PROBLEM DETAILS » Your task is to filter the data below down to the lines holding "Deserialize".
§
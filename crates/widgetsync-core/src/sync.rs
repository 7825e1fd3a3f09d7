//! Conditional account-data sync shared between widget instances.
//!
//! Each instance fingerprints the host's account state on boot. When the
//! fingerprint matches the one stored by the last successful sync, the
//! cached snapshot's window is simply extended. Otherwise the instance sets
//! a short-lived processing marker and posts the state to the backend.
//! Other instances that see the marker skip their own sync.
//!
//! The marker is never cleared after a successful sync; it lapses on its
//! own TTL. Until then every other instance defers, even though fresh data
//! is already stored.

use std::sync::Arc;

use chrono::Duration;
use serde::{Deserialize, Serialize};
use tracing::{debug, info, warn};

use crate::api::{AccountInfoPayload, BackendApi, RequestIdentity};
use crate::context::{Host, HostSnapshot, WidgetContext};
use crate::error::{CoreError, Result};
use crate::fingerprint;
use crate::store::{ttl_minutes, KeyValueStore, StoreKeys};

/// What one `ensure_fresh` call did.
#[derive(Debug, Clone, Copy, PartialEq, Eq)]
pub enum SyncOutcome {
    /// Another instance holds the processing marker; nothing was done.
    Deferred,
    /// Fingerprint unchanged; the cached snapshot's window was extended.
    Unchanged,
    /// The account state was posted and a new snapshot stored.
    Synced,
}

/// Result of the last successful sync, as stored in the key/value store.
#[derive(Debug, Clone, PartialEq, Eq, Serialize, Deserialize)]
pub struct AccountSnapshot {
    pub fingerprint: String,
    #[serde(rename = "cacheMinutes")]
    pub cache_minutes: i64,
}

pub struct AccountSyncCoordinator {
    store: Arc<dyn KeyValueStore>,
    api: BackendApi,
    host: Arc<dyn Host>,
    keys: StoreKeys,
    lock_ttl: Duration,
}

impl AccountSyncCoordinator {
    pub fn new(
        store: Arc<dyn KeyValueStore>,
        api: BackendApi,
        host: Arc<dyn Host>,
        keys: StoreKeys,
        lock_ttl: Duration,
    ) -> Self {
        Self {
            store,
            api,
            host,
            keys,
            lock_ttl,
        }
    }

    /// Bring the backend's copy of the account state up to date, unless
    /// the fingerprint shows nothing changed or another instance is already
    /// on it. Network errors are returned as-is; the processing marker is
    /// left to expire.
    pub async fn ensure_fresh(&self, widget: &WidgetContext) -> Result<SyncOutcome> {
        let cached = self.cached_snapshot()?;

        if self.store.contains(&self.keys.account_data_lock())? {
            debug!(widget = %widget.widget_id, "Account sync already in progress elsewhere");
            return Ok(SyncOutcome::Deferred);
        }

        let snapshot = self.host.snapshot();
        let current = Self::fingerprint(&snapshot)?;

        if let Some(cached) = cached.filter(|c| !c.fingerprint.is_empty()) {
            if cached.fingerprint == current {
                debug!(
                    fingerprint = %current,
                    cache_minutes = cached.cache_minutes,
                    "Account unchanged, extending cached snapshot"
                );
                self.store_snapshot(&cached)?;
                return Ok(SyncOutcome::Unchanged);
            }
        }

        self.store
            .set(&self.keys.account_data_lock(), "1", self.lock_ttl)?;
        self.push(widget, &snapshot, &current).await?;
        Ok(SyncOutcome::Synced)
    }

    /// Post the current account state without checking the fingerprint or
    /// the processing marker.
    pub async fn sync_now(&self, widget: &WidgetContext) -> Result<AccountSnapshot> {
        let snapshot = self.host.snapshot();
        let current = Self::fingerprint(&snapshot)?;
        self.push(widget, &snapshot, &current).await
    }

    /// Snapshot stored by the last successful sync, if still within its window.
    pub fn cached_snapshot(&self) -> Result<Option<AccountSnapshot>> {
        let Some(raw) = self.store.get(&self.keys.account_data())? else {
            return Ok(None);
        };

        match serde_json::from_str(&raw) {
            Ok(snapshot) => Ok(Some(snapshot)),
            Err(e) => {
                warn!(error = %e, "Ignoring malformed cached account snapshot");
                Ok(None)
            }
        }
    }

    fn fingerprint(snapshot: &HostSnapshot) -> Result<String> {
        fingerprint::compute(&snapshot.fingerprint_input()).map_err(CoreError::Fingerprint)
    }

    async fn push(
        &self,
        widget: &WidgetContext,
        snapshot: &HostSnapshot,
        fingerprint: &str,
    ) -> Result<AccountSnapshot> {
        let identity = RequestIdentity::new(widget, snapshot);
        let payload = AccountInfoPayload::new(snapshot, fingerprint);

        let response = self.api.sync_account_info(&identity, &payload).await?;
        let stored = AccountSnapshot {
            fingerprint: response.fingerprint,
            cache_minutes: response.cache_minutes,
        };
        self.store_snapshot(&stored)?;

        info!(
            widget = %widget.widget_id,
            users = payload.users_count,
            cache_minutes = stored.cache_minutes,
            "Account data synced"
        );
        Ok(stored)
    }

    fn store_snapshot(&self, snapshot: &AccountSnapshot) -> Result<()> {
        let value = serde_json::to_string(snapshot).map_err(CoreError::Fingerprint)?;
        self.store.set(
            &self.keys.account_data(),
            &value,
            ttl_minutes(snapshot.cache_minutes),
        )?;
        Ok(())
    }
}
§
RESPONSE FOR THIS EXERCISE »
use serde::{Deserialize, Serialize};
#[derive(Debug, Clone, PartialEq, Eq, Serialize, Deserialize)]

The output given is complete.